Source records →

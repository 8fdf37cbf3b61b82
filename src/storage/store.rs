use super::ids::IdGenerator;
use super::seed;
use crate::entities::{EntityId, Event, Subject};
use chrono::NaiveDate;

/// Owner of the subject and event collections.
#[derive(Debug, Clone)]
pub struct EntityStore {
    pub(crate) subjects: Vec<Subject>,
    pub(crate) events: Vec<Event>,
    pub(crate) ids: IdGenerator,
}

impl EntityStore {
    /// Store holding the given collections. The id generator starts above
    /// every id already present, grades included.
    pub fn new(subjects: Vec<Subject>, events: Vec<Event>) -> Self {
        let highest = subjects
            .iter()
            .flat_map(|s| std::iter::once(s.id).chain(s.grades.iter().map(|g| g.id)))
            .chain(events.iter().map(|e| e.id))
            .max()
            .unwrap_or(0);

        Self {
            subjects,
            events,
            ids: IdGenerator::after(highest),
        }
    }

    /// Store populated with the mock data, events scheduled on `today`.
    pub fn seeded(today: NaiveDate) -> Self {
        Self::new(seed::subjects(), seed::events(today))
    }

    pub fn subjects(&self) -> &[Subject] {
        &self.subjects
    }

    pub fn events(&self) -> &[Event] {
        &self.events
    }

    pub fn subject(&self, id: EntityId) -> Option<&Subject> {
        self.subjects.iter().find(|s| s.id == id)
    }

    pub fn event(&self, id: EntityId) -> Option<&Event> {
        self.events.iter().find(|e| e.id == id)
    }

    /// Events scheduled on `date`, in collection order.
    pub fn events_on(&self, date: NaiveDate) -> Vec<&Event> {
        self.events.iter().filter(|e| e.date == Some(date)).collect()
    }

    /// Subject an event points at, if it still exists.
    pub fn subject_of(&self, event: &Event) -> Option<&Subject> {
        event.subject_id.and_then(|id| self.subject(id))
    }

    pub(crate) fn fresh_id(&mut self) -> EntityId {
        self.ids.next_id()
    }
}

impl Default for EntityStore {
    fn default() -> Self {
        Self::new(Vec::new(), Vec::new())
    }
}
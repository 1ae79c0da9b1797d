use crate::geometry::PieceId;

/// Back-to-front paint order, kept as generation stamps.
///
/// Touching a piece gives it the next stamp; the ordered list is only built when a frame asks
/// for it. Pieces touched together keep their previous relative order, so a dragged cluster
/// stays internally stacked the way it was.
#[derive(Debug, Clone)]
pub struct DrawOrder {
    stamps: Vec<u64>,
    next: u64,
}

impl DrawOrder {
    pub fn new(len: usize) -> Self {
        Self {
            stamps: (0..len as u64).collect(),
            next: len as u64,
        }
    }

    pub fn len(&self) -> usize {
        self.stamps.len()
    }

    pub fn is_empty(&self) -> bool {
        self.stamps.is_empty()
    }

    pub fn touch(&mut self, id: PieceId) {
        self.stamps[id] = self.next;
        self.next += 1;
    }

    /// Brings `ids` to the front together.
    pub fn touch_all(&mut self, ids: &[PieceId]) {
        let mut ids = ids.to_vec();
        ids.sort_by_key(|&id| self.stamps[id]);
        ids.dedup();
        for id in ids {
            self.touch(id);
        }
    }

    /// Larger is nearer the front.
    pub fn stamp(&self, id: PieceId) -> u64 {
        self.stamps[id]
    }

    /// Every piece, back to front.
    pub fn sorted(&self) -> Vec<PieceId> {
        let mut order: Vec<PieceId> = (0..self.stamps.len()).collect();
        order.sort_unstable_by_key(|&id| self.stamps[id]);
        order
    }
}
---
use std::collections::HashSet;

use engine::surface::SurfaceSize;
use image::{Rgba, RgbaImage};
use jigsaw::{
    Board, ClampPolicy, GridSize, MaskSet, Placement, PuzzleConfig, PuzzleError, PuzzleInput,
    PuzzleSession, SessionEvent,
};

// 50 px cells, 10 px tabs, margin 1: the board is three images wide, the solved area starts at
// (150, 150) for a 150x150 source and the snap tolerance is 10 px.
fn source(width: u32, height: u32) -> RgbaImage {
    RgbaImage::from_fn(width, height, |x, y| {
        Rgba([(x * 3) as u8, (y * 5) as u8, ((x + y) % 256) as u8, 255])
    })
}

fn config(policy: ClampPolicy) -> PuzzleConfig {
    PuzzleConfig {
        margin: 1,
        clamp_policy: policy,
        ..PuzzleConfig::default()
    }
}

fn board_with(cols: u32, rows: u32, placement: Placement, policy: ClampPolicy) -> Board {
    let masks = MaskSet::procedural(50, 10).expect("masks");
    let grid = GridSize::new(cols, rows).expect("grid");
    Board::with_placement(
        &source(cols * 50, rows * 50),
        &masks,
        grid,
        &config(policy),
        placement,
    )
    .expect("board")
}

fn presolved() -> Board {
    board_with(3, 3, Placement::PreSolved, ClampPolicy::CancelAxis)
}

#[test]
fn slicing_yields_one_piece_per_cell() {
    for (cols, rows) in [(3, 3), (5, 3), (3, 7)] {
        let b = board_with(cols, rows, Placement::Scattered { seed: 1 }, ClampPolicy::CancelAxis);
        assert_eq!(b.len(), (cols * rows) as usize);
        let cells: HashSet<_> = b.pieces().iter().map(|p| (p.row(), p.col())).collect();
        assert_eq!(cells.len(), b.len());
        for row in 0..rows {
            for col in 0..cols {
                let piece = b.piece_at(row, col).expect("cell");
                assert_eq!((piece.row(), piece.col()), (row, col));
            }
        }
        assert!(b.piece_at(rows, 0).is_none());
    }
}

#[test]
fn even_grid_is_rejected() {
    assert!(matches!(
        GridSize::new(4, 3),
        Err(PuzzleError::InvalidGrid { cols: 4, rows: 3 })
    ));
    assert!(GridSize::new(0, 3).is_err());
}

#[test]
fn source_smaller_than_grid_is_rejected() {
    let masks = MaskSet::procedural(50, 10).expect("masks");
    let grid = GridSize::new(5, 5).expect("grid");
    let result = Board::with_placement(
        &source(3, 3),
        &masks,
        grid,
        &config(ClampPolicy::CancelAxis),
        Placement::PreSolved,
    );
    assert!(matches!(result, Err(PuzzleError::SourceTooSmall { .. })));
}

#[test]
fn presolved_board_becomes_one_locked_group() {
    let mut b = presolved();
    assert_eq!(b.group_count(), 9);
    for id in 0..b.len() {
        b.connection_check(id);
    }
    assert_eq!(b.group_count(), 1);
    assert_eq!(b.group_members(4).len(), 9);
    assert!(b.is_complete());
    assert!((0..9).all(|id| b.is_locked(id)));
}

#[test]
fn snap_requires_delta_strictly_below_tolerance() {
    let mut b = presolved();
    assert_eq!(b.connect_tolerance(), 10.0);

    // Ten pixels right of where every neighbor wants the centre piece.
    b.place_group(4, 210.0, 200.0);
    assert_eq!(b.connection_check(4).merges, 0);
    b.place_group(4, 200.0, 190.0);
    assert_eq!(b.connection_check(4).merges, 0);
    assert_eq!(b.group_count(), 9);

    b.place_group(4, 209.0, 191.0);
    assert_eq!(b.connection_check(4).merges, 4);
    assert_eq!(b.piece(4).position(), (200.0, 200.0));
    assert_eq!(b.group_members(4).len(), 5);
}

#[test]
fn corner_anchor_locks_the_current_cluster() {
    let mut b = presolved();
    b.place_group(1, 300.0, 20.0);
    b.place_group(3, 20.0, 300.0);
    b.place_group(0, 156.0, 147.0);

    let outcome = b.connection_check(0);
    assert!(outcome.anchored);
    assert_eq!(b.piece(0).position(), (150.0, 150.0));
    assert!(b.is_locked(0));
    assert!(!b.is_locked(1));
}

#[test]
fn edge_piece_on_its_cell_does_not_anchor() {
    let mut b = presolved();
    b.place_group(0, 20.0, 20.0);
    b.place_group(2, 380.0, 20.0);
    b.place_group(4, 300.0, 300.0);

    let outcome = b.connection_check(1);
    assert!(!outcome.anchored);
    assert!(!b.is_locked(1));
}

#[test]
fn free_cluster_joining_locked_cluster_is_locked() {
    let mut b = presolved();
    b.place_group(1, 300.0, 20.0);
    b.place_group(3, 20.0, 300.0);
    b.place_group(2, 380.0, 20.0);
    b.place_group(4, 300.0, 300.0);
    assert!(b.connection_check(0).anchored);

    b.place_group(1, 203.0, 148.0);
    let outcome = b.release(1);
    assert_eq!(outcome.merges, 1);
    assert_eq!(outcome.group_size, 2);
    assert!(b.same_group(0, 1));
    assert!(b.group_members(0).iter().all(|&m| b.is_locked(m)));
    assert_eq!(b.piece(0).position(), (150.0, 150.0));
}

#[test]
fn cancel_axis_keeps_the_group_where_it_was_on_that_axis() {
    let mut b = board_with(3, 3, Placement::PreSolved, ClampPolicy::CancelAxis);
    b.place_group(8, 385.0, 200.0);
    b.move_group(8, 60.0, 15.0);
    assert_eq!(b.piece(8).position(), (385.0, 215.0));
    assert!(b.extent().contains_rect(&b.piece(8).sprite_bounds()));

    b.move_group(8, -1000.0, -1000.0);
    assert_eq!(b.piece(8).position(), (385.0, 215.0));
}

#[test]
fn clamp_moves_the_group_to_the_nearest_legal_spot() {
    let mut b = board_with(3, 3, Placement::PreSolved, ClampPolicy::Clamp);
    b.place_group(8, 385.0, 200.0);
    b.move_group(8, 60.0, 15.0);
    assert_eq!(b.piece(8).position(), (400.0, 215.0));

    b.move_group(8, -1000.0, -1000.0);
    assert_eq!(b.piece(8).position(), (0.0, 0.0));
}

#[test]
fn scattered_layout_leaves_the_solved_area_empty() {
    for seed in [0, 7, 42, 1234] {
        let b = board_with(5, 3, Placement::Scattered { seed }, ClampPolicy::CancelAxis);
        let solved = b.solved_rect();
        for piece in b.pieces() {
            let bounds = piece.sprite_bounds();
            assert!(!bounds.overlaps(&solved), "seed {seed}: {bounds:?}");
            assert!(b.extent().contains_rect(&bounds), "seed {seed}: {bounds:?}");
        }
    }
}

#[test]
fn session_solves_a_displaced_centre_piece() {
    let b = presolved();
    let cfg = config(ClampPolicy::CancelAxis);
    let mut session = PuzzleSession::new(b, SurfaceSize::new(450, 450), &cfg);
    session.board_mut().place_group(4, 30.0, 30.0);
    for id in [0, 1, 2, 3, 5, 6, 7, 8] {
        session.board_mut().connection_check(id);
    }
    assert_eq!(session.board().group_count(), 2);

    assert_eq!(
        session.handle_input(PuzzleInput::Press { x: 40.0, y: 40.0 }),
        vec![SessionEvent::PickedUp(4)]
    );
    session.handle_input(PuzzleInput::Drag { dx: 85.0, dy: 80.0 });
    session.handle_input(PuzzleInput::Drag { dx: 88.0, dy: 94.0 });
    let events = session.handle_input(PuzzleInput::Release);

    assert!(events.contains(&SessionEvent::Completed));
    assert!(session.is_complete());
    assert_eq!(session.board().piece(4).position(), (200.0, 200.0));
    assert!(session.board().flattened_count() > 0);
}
==
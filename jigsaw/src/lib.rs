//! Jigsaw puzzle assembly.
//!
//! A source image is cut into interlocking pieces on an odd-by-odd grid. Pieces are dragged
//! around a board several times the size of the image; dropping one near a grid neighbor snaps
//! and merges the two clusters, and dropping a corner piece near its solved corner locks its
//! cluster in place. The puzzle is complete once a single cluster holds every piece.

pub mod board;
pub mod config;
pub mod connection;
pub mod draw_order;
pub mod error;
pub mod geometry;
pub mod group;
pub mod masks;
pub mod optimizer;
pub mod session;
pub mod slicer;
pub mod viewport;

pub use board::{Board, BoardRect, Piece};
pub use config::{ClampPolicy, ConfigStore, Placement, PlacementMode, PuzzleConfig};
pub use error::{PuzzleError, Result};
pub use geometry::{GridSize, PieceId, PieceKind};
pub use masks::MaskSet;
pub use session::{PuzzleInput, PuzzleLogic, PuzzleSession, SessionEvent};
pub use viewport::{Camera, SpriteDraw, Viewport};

Problem statement → Which lines of the records above contain the word "HashSet"? Report each one.

Answer space →
use std::collections::HashSet;
        let cells: HashSet<_> = b.pieces().iter().map(|p| (p.row(), p.col())).collect();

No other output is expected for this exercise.